As discussed above, the TSH reference intervals are not defined with statistical certainty even in a healthy population. From a homeostatic perspective, all three parameters of TSH, FT4, and FT3 must be viewed together.

We would like to propose that an individual patient’s thyroid hormone levels should be measured in a state of thyroid health before the onset of disease or thyroidectomy. This would provide better understanding of the dynamic adaptation in hormone levels in relation to each other across these state changes.

One could even create an individual’s own “archival” thyroid hormone levels to serve as a reference point in case thyroid disease arises in the future. The set point may help guide dosage of thyroid medications.

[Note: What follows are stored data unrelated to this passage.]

/// A transaction summarized for display
#[derive(Debug, Clone, PartialEq, Serialize)]
pub struct TransactionRecord {
    pub id: String,
    pub hash: String,
    pub paging_token: String,
    pub ledger: u64,
    pub created_at: String,
    /// Unix seconds, 0 when `created_at` does not parse
    pub timestamp: i64,
    pub source_account: String,
    pub fee_stroops: u64,
    pub fee_xlm: f64,
    pub operation_count: u32,
    pub successful: bool,
    pub kind: OperationKind,
    pub direction: TransactionDirection,
    pub sender: String,
    pub receiver: Option<String>,
    pub amount_xlm: f64,
    pub memo: Option<String>,
    pub memo_type: Option<String>,
    /// Operations, only filled for single-transaction lookups
    #[serde(skip_serializing_if = "Vec::is_empty")]
    pub operations: Vec<HorizonOperation>,
}

/// Summarize a transaction from its first payment-like operation
///
/// `perspective` is the account the history is viewed from; without one the
/// direction is always `Other`.
pub fn summarize_transaction(
    tx: &HorizonTransaction,
    operations: &[HorizonOperation],
    perspective: Option<&str>,
) -> TransactionRecord {
    let fee_stroops = tx
        .fee_charged
        .as_ref()
        .and_then(StringOrNumber::as_u64)
        .or_else(|| tx.max_fee.as_ref().and_then(StringOrNumber::as_u64))
        .unwrap_or(0);

    let timestamp = DateTime::parse_from_rfc3339(&tx.created_at)
        .map(|dt| dt.timestamp())
        .unwrap_or(0);

    let payment = operations
        .iter()
        .find(|op| op.op_type == "payment" || op.op_type == "create_account");

    let mut kind = OperationKind::Other;
    let mut sender = tx.source_account.clone();
    let mut receiver = None;
    let mut amount_xlm = 0.0;

    if let Some(op) = payment {
        if op.op_type == "payment" {
            kind = OperationKind::Payment;
            sender = op.from.clone().unwrap_or_else(|| tx.source_account.clone());
            receiver = op.to.clone();
            amount_xlm = parse_amount(op.amount.as_deref());
        } else {
            kind = OperationKind::CreateAccount;
            sender = op.funder.clone().unwrap_or_else(|| tx.source_account.clone());
            receiver = op.account.clone();
            amount_xlm = parse_amount(op.starting_balance.as_deref());
        }
    }

    let direction = match (kind, perspective) {
        (OperationKind::Other, _) | (_, None) => TransactionDirection::Other,
        (_, Some(address)) if sender == address => TransactionDirection::Sent,
        (_, Some(_)) => TransactionDirection::Received,
    };

    TransactionRecord {
        id: tx.id.clone(),
        hash: tx.hash.clone(),
        paging_token: tx.paging_token.clone(),
        ledger: tx.ledger,
        created_at: tx.created_at.clone(),
        timestamp,
        source_account: tx.source_account.clone(),
        fee_stroops,
        fee_xlm: fee_stroops as f64 / STROOPS_PER_XLM as f64,
        operation_count: tx.operation_count,
        successful: tx.successful,
        kind,
        direction,
        sender,
        receiver,
        amount_xlm,
        memo: tx.memo.clone(),
        memo_type: tx.memo_type.clone(),
        operations: Vec::new(),
    }
}

fn parse_amount(amount: Option<&str>) -> f64 {
    amount.and_then(|a| a.parse::<f64>().ok()).unwrap_or(0.0)
}

/// Query parameters for an account's transaction history
#[derive(Debug, Clone, PartialEq, Eq)]
pub struct TransactionQuery {
    pub limit: u32,
    pub cursor: Option<String>,
    /// Newest first when true
    pub descending: bool,
}

impl Default for TransactionQuery {
    fn default() -> Self {
        Self {
            limit: 10,
            cursor: None,
            descending: true,
        }
    }
}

Where full archival data is unavailable for a patient, one may attempt to reconstruct the individual’s set point from multiple TSH-T4 pairs over time, yet using the TSH-T4 relationship alone has two critical disadvantages: it fails to deliver targets for FT3 levels, and it is not sensitive to variations in deiodinase activity involved in converting T4 into T3.

However, it is important to remember that the archival set point in health cannot be used as an equivalent target in the state of disease.

The hormone equilibrium within a single person will shift considerably from health to disease, and it will shift once again under the artificial conditions of hormone replacement therapy. These important changes in variables require flexible adjustments to hormone levels that take into consideration the influence of external hormone medications.

We cannot assume a stable “log-linear” TSH-T4 relationship across the entire functional range of thyroid hormone parameters.

The standard log-linear relationship assumes that TSH will always rise by X units as T4 drops by Y units. The linear relationship is roughly accurate, most of the time, in the “open loop” situation of a hypothyroid patient under LT4 therapy. (The feedback loop is no longer a closed loop system because external thyroid hormones are adding to the system.)

However, the log-linear relationship between TSH and T4 becomes progressively damped toward the TSH range considered “euthyroid.” (As one can see in the graph below, the TSH-FT4 line flattens almost to a horizontal level as TSH comes closer to the top of its reference range.)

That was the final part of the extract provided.